How to better your brain to make it think and retain


Buried in my file of fodder for blogs I re-discovered a heads-up from the New York Times on 1/21/11 that giving yourself a quick quiz after studying something once works better than going over and over it.  The test-triggered active retrieval promoted meaningful learning by half in terms of how much students remembered a week later.

If you know something, or if you have stored information about an event from the distant past, and never use that information, never think of it, your brain is functionally equivalent to that of an otherwise identical brain that does not “contain” that information.

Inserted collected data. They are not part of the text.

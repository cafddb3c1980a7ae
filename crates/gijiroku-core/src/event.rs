//! Storage-object-created event model.
//!
//! Matches the substrate's wire shape: a `Records` array where each record
//! carries the bucket name and the percent-encoded object key.

use serde::{Deserialize, Serialize};

use crate::keys;

#[derive(Debug, Clone, Default, Serialize, Deserialize)]
pub struct StorageEvent {
    #[serde(rename = "Records", default)]
    pub records: Vec<EventRecord>,
}

#[derive(Debug, Clone, Serialize, Deserialize)]
pub struct EventRecord {
    pub s3: S3Entity,
}

#[derive(Debug, Clone, Serialize, Deserialize)]
pub struct S3Entity {
    pub bucket: BucketRef,
    pub object: ObjectRef,
}

#[derive(Debug, Clone, Serialize, Deserialize)]
pub struct BucketRef {
    pub name: String,
}

#[derive(Debug, Clone, Serialize, Deserialize)]
pub struct ObjectRef {
    pub key: String,
}

/// A decoded reference to a single artifact. Immutable once derived from
/// an event record.
#[derive(Debug, Clone, PartialEq, Eq)]
pub struct StorageObjectRef {
    pub bucket: String,
    pub key: String,
}

impl StorageEvent {
    /// Synthesize a single-record event for `key` in `bucket`, encoding the
    /// key the way the substrate does on the wire.
    pub fn for_object(bucket: &str, key: &str) -> Self {
        Self {
            records: vec![EventRecord {
                s3: S3Entity {
                    bucket: BucketRef {
                        name: bucket.to_string(),
                    },
                    object: ObjectRef {
                        key: keys::encode_key(key),
                    },
                },
            }],
        }
    }
}

impl EventRecord {
    /// Bucket and decoded key of the object this record refers to.
    pub fn object_ref(&self) -> StorageObjectRef {
        StorageObjectRef {
            bucket: self.s3.bucket.name.clone(),
            key: keys::decode_key(&self.s3.object.key),
        }
    }
}

#[cfg(test)]
mod tests {
    use super::*;

    #[test]
    fn test_event_parses_wire_shape() {
        let raw = r#"{
            "Records": [
                {
                    "s3": {
                        "bucket": { "name": "minutes" },
                        "object": { "key": "raw-audio/team+mtg%202025.wav" }
                    }
                }
            ]
        }"#;
        let event: StorageEvent = serde_json::from_str(raw).unwrap();
        assert_eq!(event.records.len(), 1);

        let obj = event.records[0].object_ref();
        assert_eq!(obj.bucket, "minutes");
        assert_eq!(obj.key, "raw-audio/team mtg 2025.wav");
    }

    #[test]
    fn test_event_without_records_is_empty() {
        let event: StorageEvent = serde_json::from_str("{}").unwrap();
        assert!(event.records.is_empty());
    }

    #[test]
    fn test_for_object_round_trips_through_decoding() {
        let event = StorageEvent::for_object("minutes", "raw-audio/会議 メモ.wav");
        let obj = event.records[0].object_ref();
        assert_eq!(obj.bucket, "minutes");
        assert_eq!(obj.key, "raw-audio/会議 メモ.wav");
        // the wire key is encoded
        assert_ne!(event.records[0].s3.object.key, obj.key);
    }

    #[test]
    fn test_event_serializes_with_records_field() {
        let event = StorageEvent::for_object("b", "k.wav");
        let json = serde_json::to_value(&event).unwrap();
        assert!(json.get("Records").is_some());
    }
}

— Cognitive neuroscientist Endel Tulving quoted in this publication in Current Directions in Psychological Science of research on active retrieval by Jeffrey D. Karpicke of Purdue University

Coincidentally I just read this passage in “Brenner and God” by Wolf Haas, three time winner of the German Thriller Prize, which struck a chord about how the mind works in mysterious ways: “…just like a light that’s too bright can be bad for the eyes, so, too, can a mind that’s too awake be not at all good for thoughts…a half-asleep person can always outmatch an awake person by a long shot, no discussion.”

This happens with me when I am really wrapped up in a writing project or dealing with a very tough problem.  Then I cannot sleep well as thoughts keep winding through my head.  Often as I am nearly into a dream an answer comes to me.  Then the only thing is to get up and write it down in the hopes that next morning it still makes sense.  In any case, if I do not make a note, I then cannot sleep for fear of forgetting it.  But surprisingly these ideas do usually hold up to the light of day, albeit not always terribly brilliant.

Does this happen to you too?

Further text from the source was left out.